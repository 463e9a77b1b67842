//! Render decision: what the view layer should draw for a stage this frame.

use serde::{Deserialize, Serialize};
use std::collections::BTreeMap;

use super::stage::Stage;
use super::types::{Cue, Status, Style};

/// Class naming for a motion.
#[derive(Debug, Clone, PartialEq, Eq, Serialize, Deserialize)]
#[serde(untagged)]
pub enum MotionName {
    /// `fade` yields `fade-enter`, `fade-enter-active` and so on.
    Prefix(String),
    /// Explicit classes keyed by camel-cased transition type
    /// (`enter`, `enterActive`, `exitStart`, ...).
    Classes(BTreeMap<String, String>),
}

impl MotionName {
    pub fn prefix(name: impl Into<String>) -> Self {
        Self::Prefix(name.into())
    }

    /// Class for a transition type such as `exit` or `exit-start`.
    pub fn class_for(&self, transition: &str) -> Option<String> {
        match self {
            Self::Prefix(name) => Some(format!("{name}-{transition}")),
            Self::Classes(classes) => classes.get(&camel_key(transition)).cloned(),
        }
    }
}

/// `enter-active` to `enterActive`.
fn camel_key(transition: &str) -> String {
    let mut key = String::with_capacity(transition.len());
    let mut upper = false;
    for ch in transition.chars() {
        if ch == '-' {
            upper = true;
        } else if upper {
            key.extend(ch.to_uppercase());
            upper = false;
        } else {
            key.push(ch);
        }
    }
    key
}

impl From<&str> for MotionName {
    fn from(name: &str) -> Self {
        Self::Prefix(name.to_string())
    }
}

/// Class suffix for a cue, if it carries one.
pub fn cue_suffix(cue: Cue) -> Option<&'static str> {
    match cue {
        Cue::Prepare => Some("prepare"),
        Cue::Start => Some("start"),
        Cue::Active | Cue::Done => Some("active"),
        Cue::None => None,
    }
}

/// Class list for an element in `status` at `cue`.
pub fn class_names(name: &MotionName, status: Status, cue: Cue) -> Vec<String> {
    if status.is_none() {
        return Vec::new();
    }
    let mut classes = Vec::with_capacity(3);
    if let Some(class) = name.class_for(status.as_str()) {
        classes.push(class);
    }
    if let Some(suffix) = cue_suffix(cue) {
        if let Some(class) = name.class_for(&format!("{status}-{suffix}")) {
            classes.push(class);
        }
    }
    if let MotionName::Prefix(prefix) = name {
        classes.push(prefix.clone());
    }
    classes
}

#[derive(Debug, Clone, PartialEq)]
pub enum RenderDecision {
    /// Render nothing.
    Nothing,
    /// Render the element as-is.
    Plain,
    /// Render the element mid-transition.
    Animating {
        class_names: Vec<String>,
        style: Option<Style>,
    },
    /// Keep a hidden element around with its exited class.
    Exited { class_name: Option<String> },
    /// Keep the element mounted but hidden.
    Placeholder { style: Style },
}

impl RenderDecision {
    pub fn for_stage(stage: &Stage, name: Option<&MotionName>) -> Self {
        let config = stage.config();
        let motion = name.filter(|_| config.enabled);

        match motion {
            Some(name) if !stage.status().is_none() => Self::Animating {
                class_names: class_names(name, stage.status(), stage.cue()),
                style: stage.merged_style(),
            },
            _ if stage.effective_visible() => Self::Plain,
            _ if !config.remove_on_exit && stage.has_rendered() => Self::Exited {
                class_name: config.exited_class_name.clone(),
            },
            _ if config.force_render => Self::Placeholder {
                style: Style::new().with("display", "none"),
            },
            _ => Self::Nothing,
        }
    }

    pub fn is_rendered(&self) -> bool {
        !matches!(self, Self::Nothing)
    }
}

——

◆ Directions for this task ◆
Could you reproduce exactly the lines of the entries above, from the one with "for ch in transition.chars()" through the one with "it carries one.", and nothing else?

◆ Task answer ◆
    for ch in transition.chars() {
        if ch == '-' {
            upper = true;
        } else if upper {
            key.extend(ch.to_uppercase());
            upper = false;
        } else {
            key.push(ch);
        }
    }
    key
}

impl From<&str> for MotionName {
    fn from(name: &str) -> Self {
        Self::Prefix(name.to_string())
    }
}

/// Class suffix for a cue, if it carries one.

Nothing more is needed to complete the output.